[[ Data excerpts, beginning ]]

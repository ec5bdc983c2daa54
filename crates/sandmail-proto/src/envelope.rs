//! Wire form of the encrypted email envelope.

use sandmail_crypto::{CipherSuite, Envelope};
use serde::{Deserialize, Serialize};

use crate::{
    b64,
    errors::{ProtocolError, Result},
    version::{Versioned, check_version},
};

/// Algorithm names declared by an envelope or by the server.
#[derive(Debug, Clone, PartialEq, Eq, Serialize, Deserialize)]
pub struct Algorithms {
    /// Key encapsulation mechanism
    pub kem: String,
    /// Signature scheme
    pub sig: String,
    /// Authenticated cipher
    pub aead: String,
    /// Key derivation function
    pub kdf: String,
}

impl Algorithms {
    /// Names of a known suite.
    pub fn from_suite(suite: CipherSuite) -> Self {
        Self {
            kem: suite.kem().to_string(),
            sig: suite.sig().to_string(),
            aead: suite.aead().to_string(),
            kdf: suite.kdf().to_string(),
        }
    }

    /// Resolve to a supported suite.
    ///
    /// # Errors
    ///
    /// - `ProtocolError::UnsupportedSuite` for any unknown combination
    pub fn suite(&self) -> Result<CipherSuite> {
        CipherSuite::from_names(&self.kem, &self.sig, &self.aead, &self.kdf).ok_or_else(|| {
            ProtocolError::UnsupportedSuite {
                kem: self.kem.clone(),
                sig: self.sig.clone(),
                aead: self.aead.clone(),
                kdf: self.kdf.clone(),
            }
        })
    }
}

/// Envelope as serialized by the server.
#[derive(Debug, Clone, PartialEq, Eq, Serialize, Deserialize)]
pub struct WireEnvelope {
    /// Format version
    pub v: u64,
    /// Declared suite
    pub algs: Algorithms,
    /// KEM ciphertext
    #[serde(with = "b64")]
    pub ct_kem: Vec<u8>,
    /// AEAD nonce
    #[serde(with = "b64")]
    pub nonce: Vec<u8>,
    /// Associated data
    #[serde(with = "b64")]
    pub aad: Vec<u8>,
    /// AEAD ciphertext
    #[serde(with = "b64")]
    pub ciphertext: Vec<u8>,
    /// Server signature
    #[serde(with = "b64")]
    pub sig: Vec<u8>,
    /// Server signing key
    #[serde(with = "b64")]
    pub server_sig_pk: Vec<u8>,
}

impl Versioned for WireEnvelope {
    const KIND: &'static str = "envelope";
    const VERSION_FIELD: &'static str = "v";
}

impl WireEnvelope {
    /// Validate version and suite, producing the typed envelope.
    ///
    /// Key and signature lengths are left to the crypto layer, which
    /// reports them as `CryptoError` so the item is withheld like any
    /// other cryptographic failure.
    ///
    /// # Errors
    ///
    /// - `ProtocolError::UnsupportedVersion` if `v` is not 1
    /// - `ProtocolError::UnsupportedSuite` for unknown algorithms
    pub fn into_envelope(self) -> Result<Envelope> {
        check_version(Self::KIND, self.v)?;
        let suite = self.algs.suite()?;

        Ok(Envelope {
            version: self.v as u8,
            suite,
            encapsulated_key: self.ct_kem,
            nonce: self.nonce,
            aad: self.aad,
            ciphertext: self.ciphertext,
            signature: self.sig,
            server_sig_pk: self.server_sig_pk,
        })
    }
}

impl From<&Envelope> for WireEnvelope {
    fn from(envelope: &Envelope) -> Self {
        Self {
            v: u64::from(envelope.version),
            algs: Algorithms::from_suite(envelope.suite),
            ct_kem: envelope.encapsulated_key.clone(),
            nonce: envelope.nonce.clone(),
            aad: envelope.aad.clone(),
            ciphertext: envelope.ciphertext.clone(),
            sig: envelope.signature.clone(),
            server_sig_pk: envelope.server_sig_pk.clone(),
        }
    }
}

[[ Data excerpts, end ]]

Your task is to restate, word for word, only those lines above that fall between the line holding "crypto layer, which" and the line holding "version: self.v as", inclusive.

    /// Key and signature lengths are left to the crypto layer, which
    /// reports them as `CryptoError` so the item is withheld like any
    /// other cryptographic failure.
    ///
    /// # Errors
    ///
    /// - `ProtocolError::UnsupportedVersion` if `v` is not 1
    /// - `ProtocolError::UnsupportedSuite` for unknown algorithms
    pub fn into_envelope(self) -> Result<Envelope> {
        check_version(Self::KIND, self.v)?;
        let suite = self.algs.suite()?;

        Ok(Envelope {
            version: self.v as u8,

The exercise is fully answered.